Parties slam nuclear, uranium plans
Saturday, 28 April, 2007
by Alec Marr
Adelaide Advertiser
Under that plan, the government said it will remove all excessive restrictions on mining, processing and exporting of Australian uranium as a preliminary step to embarking on domestic nuclear power generation.
That announcement coincided with Labor's national conference in Sydney, which is expected to lift longstanding objections to expanding uranium mining but maintain opposition to nuclear power.
Labor treasury spokesman Wayne Swan said Prime Minister John Howard was playing politics.
"John Howard has been in parliament for over 30 years and suddenly the Australian people are expected to believe that on the day of the Labor Party national conference that's debating uranium he's suddenly discovered a new way to fast-track nuclear power," he said.
"It's just not credible nor is it dignified for the prime minister of Australia to play politics in such a silly and demeaning way.
"Australia has abundant supplies of gas and coal, which will supply our energy needs for hundreds of years."
Greens leader Bob Brown said this was a bomb of a policy.
"People are concerned about the future wellbeing and security of their families and this is the wrong direction. It is unnecessary," he said.
"People don't want nuclear reactors in Australia, they don't want uranium enrichment and they don't want the nuclear waste dump that (Environment Minister) Malcolm Turnbull says we must be looking at."

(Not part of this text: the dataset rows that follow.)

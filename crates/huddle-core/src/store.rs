//! Persistence and directory interfaces.
//!
//! Durable storage of users and messages lives outside the core; the relay
//! consumes it through these narrow traits. The store assigns message
//! identifiers and timestamps, which makes the persisted row the canonical
//! form every client converges on.
//!
//! [`MemoryStore`] is the in-process reference implementation, used by the
//! server binary as its default backend and by the test suites.

use async_trait::async_trait;
use dashmap::DashMap;
use huddle_protocol::{Message, MessageContent, UserEntry, UserId};
use std::sync::atomic::{AtomicI64, Ordering};
use std::sync::Mutex;
use std::time::{SystemTime, UNIX_EPOCH};
use thiserror::Error;

/// Errors surfaced by store backends.
#[derive(Debug, Error)]
pub enum StoreError {
    /// The backend failed; the operation had no durable effect.
    #[error("store backend error: {0}")]
    Backend(String),
}

/// Durable message storage.
#[async_trait]
pub trait MessageStore: Send + Sync {
    /// Persist a new message. The store assigns the identifier and the
    /// creation timestamp; identifiers are monotonic per store.
    async fn create_message(
        &self,
        sender_id: UserId,
        receiver_id: UserId,
        content: MessageContent,
    ) -> Result<Message, StoreError>;

    /// All messages where `user_id` is the sender or the receiver, in any
    /// order (clients sort on their side).
    async fn list_messages(&self, user_id: UserId) -> Result<Vec<Message>, StoreError>;

    /// Mark every message from `sender_id` to `receiver_id` as read.
    async fn mark_read(&self, sender_id: UserId, receiver_id: UserId) -> Result<(), StoreError>;
}

/// User directory lookups, supplied by the external identity provider.
#[async_trait]
pub trait UserDirectory: Send + Sync {
    /// All known users.
    async fn list_users(&self) -> Result<Vec<UserEntry>, StoreError>;

    /// Whether `user_id` is a known identity.
    async fn contains(&self, user_id: UserId) -> Result<bool, StoreError>;
}

/// In-memory store implementing both interfaces.
#[derive(Debug, Default)]
pub struct MemoryStore {
    users: DashMap<UserId, UserEntry>,
    messages: Mutex<Vec<Message>>,
    next_message_id: AtomicI64,
}

impl MemoryStore {
    /// Create an empty store.
    #[must_use]
    pub fn new() -> Self {
        Self::default()
    }

    /// Add a user to the directory, replacing any previous entry.
    pub fn add_user(&self, id: UserId, username: impl Into<String>) {
        self.users.insert(
            id,
            UserEntry {
                id,
                username: username.into(),
            },
        );
    }

    /// Add a user only if the directory does not know the identity yet.
    ///
    /// Used when a verified identity binds for the first time; the external
    /// auth layer has already vouched for it.
    pub fn ensure_user(&self, id: UserId, username: impl Into<String>) {
        self.users.entry(id).or_insert_with(|| UserEntry {
            id,
            username: username.into(),
        });
    }

    fn now_millis() -> u64 {
        SystemTime::now()
            .duration_since(UNIX_EPOCH)
            .unwrap_or_default()
            .as_millis() as u64
    }
}

#[async_trait]
impl MessageStore for MemoryStore {
    async fn create_message(
        &self,
        sender_id: UserId,
        receiver_id: UserId,
        content: MessageContent,
    ) -> Result<Message, StoreError> {
        let message = Message {
            id: self.next_message_id.fetch_add(1, Ordering::Relaxed) + 1,
            sender_id,
            receiver_id,
            content,
            created_at: Self::now_millis(),
            read: false,
        };

        let mut messages = self
            .messages
            .lock()
            .map_err(|_| StoreError::Backend("message table poisoned".into()))?;
        messages.push(message.clone());

        Ok(message)
    }

    async fn list_messages(&self, user_id: UserId) -> Result<Vec<Message>, StoreError> {
        let messages = self
            .messages
            .lock()
            .map_err(|_| StoreError::Backend("message table poisoned".into()))?;

        Ok(messages
            .iter()
            .filter(|m| m.sender_id == user_id || m.receiver_id == user_id)
            .cloned()
            .collect())
    }

    async fn mark_read(&self, sender_id: UserId, receiver_id: UserId) -> Result<(), StoreError> {
        let mut messages = self
            .messages
            .lock()
            .map_err(|_| StoreError::Backend("message table poisoned".into()))?;

        for message in messages
            .iter_mut()
            .filter(|m| m.sender_id == sender_id && m.receiver_id == receiver_id)
        {
            message.read = true;
        }

        Ok(())
    }
}

#[async_trait]
impl UserDirectory for MemoryStore {
    async fn list_users(&self) -> Result<Vec<UserEntry>, StoreError> {
        let mut users: Vec<UserEntry> = self.users.iter().map(|e| e.value().clone()).collect();
        users.sort_by_key(|u| u.id);
        Ok(users)
    }

    async fn contains(&self, user_id: UserId) -> Result<bool, StoreError> {
        Ok(self.users.contains_key(&user_id))
    }
}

Australian Democrats leader Lyn Allison said Australia did not need to turn to nuclear power to reduce greenhouse gas emissions.
"The prime minister says we need either fossil fuels in coal or we need nuclear in order to power our baseload. The prime minister is wrong," she told reporters in Melbourne.
"In fact, South Australia will have around 30 per cent of its capacity generated by wind in the not too distant future and Denmark is well and truly at that point."
Wilderness Society campaigns director Alec Marr said Mr Howard's plan to prepare Australia for a nuclear future would increase the unsolved problems of nuclear waste.
"The prime minister has said he wants to develop a nuclear industry but what he isn't saying is that Australia is being lined up to become the world's nuclear waste dump," he said.
"A nuclear industry in Australia, including increased uranium exports, will create vast new amounts of toxic waste that will be deadly to humans for as long as 250,000 years."
Friends of the Earth spokesman John Hallam said Mr Howard was living in nuclear fairyland.
"It has been clear for decades that nuclear power is neither safe, cheap, nor is it in any way a solution to the problem of climate change. Rather, nuclear power is the most expensive, complex, inefficient and dangerous way to boil water ever devised," he said.